**Extracted information**
+ + + + +

#[cfg(test)]
mod tests {
    use super::*;
    use std::sync::atomic::{AtomicUsize, Ordering};
    use std::sync::Arc;
    use std::time::Duration;

    use pimark_core::errors::{ProbeError, StressError};
    use pimark_core::monitoring::{
        FirmwareReading, MemoryReading, ProbeSet, ProcessEntry, ThrottleState,
    };
    use pimark_core::stress::{StressLauncher, StressProcess, TerminateOutcome};

    struct FixedProbes;

    impl ProbeSet for FixedProbes {
        fn firmware(&mut self) -> Result<FirmwareReading, ProbeError> {
            Ok(FirmwareReading {
                temperature_c: 55.5,
                clock_mhz: 1800,
                voltage_v: 0.85,
                throttle_state: ThrottleState::Ok,
            })
        }
        fn cooling_state(&mut self) -> Result<Option<u32>, ProbeError> {
            Ok(Some(1))
        }
        fn cpu_load_pct(&mut self) -> Result<f64, ProbeError> {
            Ok(25.0)
        }
        fn memory(&mut self) -> Result<MemoryReading, ProbeError> {
            Ok(MemoryReading {
                used_bytes: 300 * 1_048_576,
                total_bytes: 2048 * 1_048_576,
            })
        }
        fn disk_used_pct(&mut self) -> Result<f64, ProbeError> {
            Ok(20.0)
        }
        fn local_ip(&mut self) -> Result<String, ProbeError> {
            Ok("10.1.2.3".into())
        }
        fn uptime_s(&mut self) -> Result<f64, ProbeError> {
            Ok(42.0)
        }
        fn processes(&mut self) -> Result<Vec<ProcessEntry>, ProbeError> {
            Ok(vec![ProcessEntry {
                name: "stress-ng".into(),
                cpu_pct: 99.0,
            }])
        }
    }

    #[derive(Clone, Default)]
    struct CountingLauncher {
        fail: bool,
        terminated: Arc<AtomicUsize>,
    }

    struct IdleProcess {
        terminated: Arc<AtomicUsize>,
    }

    #[async_trait::async_trait]
    impl StressProcess for IdleProcess {
        fn id(&self) -> Option<u32> {
            None
        }
        async fn terminate(&mut self, _grace: Duration) -> Result<TerminateOutcome, StressError> {
            self.terminated.fetch_add(1, Ordering::SeqCst);
            Ok(TerminateOutcome::Exited)
        }
    }

    impl StressLauncher for CountingLauncher {
        fn launch(&self) -> Result<Box<dyn StressProcess>, StressError> {
            if self.fail {
                return Err(StressError::LaunchFailed {
                    command: "stress-ng --cpu 0".into(),
                    source: std::io::Error::new(std::io::ErrorKind::NotFound, "not found"),
                });
            }
            Ok(Box::new(IdleProcess {
                terminated: self.terminated.clone(),
            }))
        }
    }

    fn make_dispatcher_with(launcher: CountingLauncher) -> Dispatcher {
        Dispatcher::new(Box::new(move |config: EngineConfig| {
            Engine::spawn(config, FixedProbes, Box::new(launcher.clone()))
        }))
    }

    fn make_dispatcher() -> Dispatcher {
        make_dispatcher_with(CountingLauncher::default())
    }

    fn make_request(method: &str, params: Value, id: u64) -> JsonRpcRequest {
        JsonRpcRequest {
            jsonrpc: "2.0".to_string(),
            method: method.to_string(),
            params,
            id: json!(id),
        }
    }

    fn init_params() -> Value {
        json!({
            "protocol_version": "0.1.0",
            "client": "test",
            "client_version": "0.1.0",
            "config": {"fast_tick_ms": 10, "slow_tick_ms": 50}
        })
    }

    async fn init_dispatcher(d: &mut Dispatcher) {
        let req = make_request("initialize", init_params(), 1);
        let result = d.dispatch(req).await;
        assert!(matches!(result, DispatchResult::Success(_)));
    }

    async fn call(d: &mut Dispatcher, method: &str, params: Value) -> Value {
        d.dispatch(make_request(method, params, 7)).await.to_json()
    }

    // ── Initialize tests ────────────────────────────────────────────

    #[tokio::test]
    async fn initialize_succeeds() {
        let mut d = make_dispatcher();
        let json = call(&mut d, "initialize", init_params()).await;
        assert_eq!(json["result"]["protocol_version"], "0.1.0");
        assert_eq!(json["result"]["capabilities"]["benchmark_duration_s"], 300);
        assert!(json["result"]["capabilities"]["metrics"]
            .as_array()
            .unwrap()
            .contains(&json!("temp")));
        d.shutdown().await;
    }

    #[tokio::test]
    async fn initialize_rejects_incompatible_version() {
        let mut d = make_dispatcher();
        let json = call(
            &mut d,
            "initialize",
            json!({
                "protocol_version": "1.0.0",
                "client": "test",
                "client_version": "1.0.0"
            }),
        )
        .await;
        assert_eq!(json["error"]["code"], errors::VERSION_NOT_SUPPORTED);
    }

    #[tokio::test]
    async fn initialize_rejects_invalid_params() {
        let mut d = make_dispatcher();
        let json = call(&mut d, "initialize", json!({"bad": true})).await;
        assert_eq!(json["error"]["code"], errors::INVALID_PARAMS);
    }

    #[tokio::test]
    async fn initialize_rejects_invalid_config() {
        let mut d = make_dispatcher();
        let json = call(
            &mut d,
            "initialize",
            json!({
                "protocol_version": "0.1.0",
                "client": "test",
                "client_version": "0.1.0",
                "config": {"fast_tick_ms": 300, "slow_tick_ms": 1000}
            }),
        )
        .await;
        assert_eq!(json["error"]["code"], errors::INVALID_CONFIGURATION);

        // Still not initialized
        let json = call(&mut d, "engine.latest", Value::Null).await;
        assert_eq!(json["error"]["code"], errors::NOT_INITIALIZED);
    }

    #[tokio::test]
    async fn methods_require_initialization() {
        let mut d = make_dispatcher();
        for method in ["engine.latest", "test.start", "health.check"] {
            let json = call(&mut d, method, Value::Null).await;
            assert_eq!(json["error"]["code"], errors::NOT_INITIALIZED);
        }
    }

    #[tokio::test]
    async fn unknown_method_returns_error() {
        let mut d = make_dispatcher();
        init_dispatcher(&mut d).await;
        let json = call(&mut d, "session.create", json!({})).await;
        assert_eq!(json["error"]["code"], errors::METHOD_NOT_FOUND);
        d.shutdown().await;
    }

    // ── Engine tests ────────────────────────────────────────────────

    #[tokio::test]
    async fn latest_and_series_report_samples() {
        let mut d = make_dispatcher();
        init_dispatcher(&mut d).await;
        tokio::time::sleep(Duration::from_millis(150)).await;

        let json = call(&mut d, "engine.latest", Value::Null).await;
        assert_eq!(json["result"]["clock_mhz"], 1800);
        assert_eq!(json["result"]["ip_address"], "10.1.2.3");
        assert_eq!(json["result"]["fan_pct"], 25);
        assert_eq!(json["result"]["top_processes"][0]["name"], "stress-ng");

        let json = call(&mut d, "engine.series", json!({"metric": "temp"})).await;
        assert_eq!(json["result"]["metric"], "temp");
        let xs = json["result"]["xs"].as_array().unwrap();
        let ys = json["result"]["ys"].as_array().unwrap();
        assert!(!xs.is_empty());
        assert_eq!(xs.len(), ys.len());
        assert_eq!(ys[0], 55.5);

        d.shutdown().await;
    }

    #[tokio::test]
    async fn unknown_metric_is_rejected() {
        let mut d = make_dispatcher();
        init_dispatcher(&mut d).await;
        let json = call(&mut d, "engine.series", json!({"metric": "fan"})).await;
        assert_eq!(json["error"]["code"], errors::UNKNOWN_METRIC);
        assert_eq!(json["error"]["data"]["metric"], "fan");

        let json = call(&mut d, "engine.series", Value::Null).await;
        assert_eq!(json["error"]["code"], errors::INVALID_PARAMS);
        d.shutdown().await;
    }

    // ── Test lifecycle tests ────────────────────────────────────────

    #[tokio::test]
    async fn start_status_stop_cycle() {
        let launcher = CountingLauncher::default();
        let terminated = launcher.terminated.clone();
        let mut d = make_dispatcher_with(launcher);
        init_dispatcher(&mut d).await;

        let json = call(&mut d, "test.start", json!({"timed": true})).await;
        assert_eq!(json["result"]["status"], "started");

        let json = call(&mut d, "test.start", json!({"timed": false})).await;
        assert_eq!(json["result"]["status"], "already_running");

        let json = call(&mut d, "test.status", Value::Null).await;
        assert_eq!(json["result"]["running"], true);
        assert_eq!(json["result"]["mode"], "TIMED");
        assert_eq!(json["result"]["duration_s"], 300);

        let json = call(&mut d, "test.stop", Value::Null).await;
        assert_eq!(json["result"], json!({}));
        assert_eq!(terminated.load(Ordering::SeqCst), 1);

        let json = call(&mut d, "test.status", Value::Null).await;
        assert_eq!(json["result"]["running"], false);
        assert_eq!(json["result"]["last_stop_reason"], "MANUAL");
        assert!(json["result"]["mode"].is_null());

        // Manual stop never produces a summary
        let json = call(&mut d, "test.take_summary", Value::Null).await;
        assert!(json["result"]["summary"].is_null());

        // Stopping again is a no-op
        let json = call(&mut d, "test.stop", Value::Null).await;
        assert_eq!(json["result"], json!({}));

        d.shutdown().await;
    }

    #[tokio::test]
    async fn start_without_params_is_untimed() {
        let mut d = make_dispatcher();
        init_dispatcher(&mut d).await;
        let json = call(&mut d, "test.start", Value::Null).await;
        assert_eq!(json["result"]["status"], "started");
        let json = call(&mut d, "test.status", Value::Null).await;
        assert_eq!(json["result"]["mode"], "UNTIMED");
        assert!(json["result"]["duration_s"].is_null());
        d.shutdown().await;
    }

    #[tokio::test]
    async fn launch_failure_is_reported() {
        let mut d = make_dispatcher_with(CountingLauncher {
            fail: true,
            ..Default::default()
        });
        init_dispatcher(&mut d).await;

        let json = call(&mut d, "test.start", json!({"timed": true})).await;
        assert_eq!(json["error"]["code"], errors::STRESS_LAUNCH_FAILED);

        let json = call(&mut d, "test.status", Value::Null).await;
        assert_eq!(json["result"]["running"], false);
        assert!(json["result"]["last_error"]
            .as_str()
            .unwrap()
            .contains("stress-ng"));

        // The error flag is one-shot
        let json = call(&mut d, "test.status", Value::Null).await;
        assert!(json["result"]["last_error"].is_null());
        d.shutdown().await;
    }

    #[tokio::test]
    async fn shutdown_stops_running_test() {
        let launcher = CountingLauncher::default();
        let terminated = launcher.terminated.clone();
        let mut d = make_dispatcher_with(launcher);
        init_dispatcher(&mut d).await;
        call(&mut d, "test.start", json!({"timed": false})).await;

        d.shutdown().await;
        assert_eq!(terminated.load(Ordering::SeqCst), 1);
    }

    // ── Health check tests ──────────────────────────────────────────

    #[tokio::test]
    async fn health_check_returns_ok() {
        let mut d = make_dispatcher();
        init_dispatcher(&mut d).await;
        let json = call(&mut d, "health.check", Value::Null).await;
        assert_eq!(json["result"]["status"], "ok");
        assert_eq!(json["result"]["test_running"], false);
        assert!(json["result"]["started_at"].is_string());
        d.shutdown().await;
    }
}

+ + + + +

**Assignment**
Read the entries above and find each line holding the word "JsonRpcRequest". Copy it out.

**Answer**
    fn make_request(method: &str, params: Value, id: u64) -> JsonRpcRequest {
        JsonRpcRequest {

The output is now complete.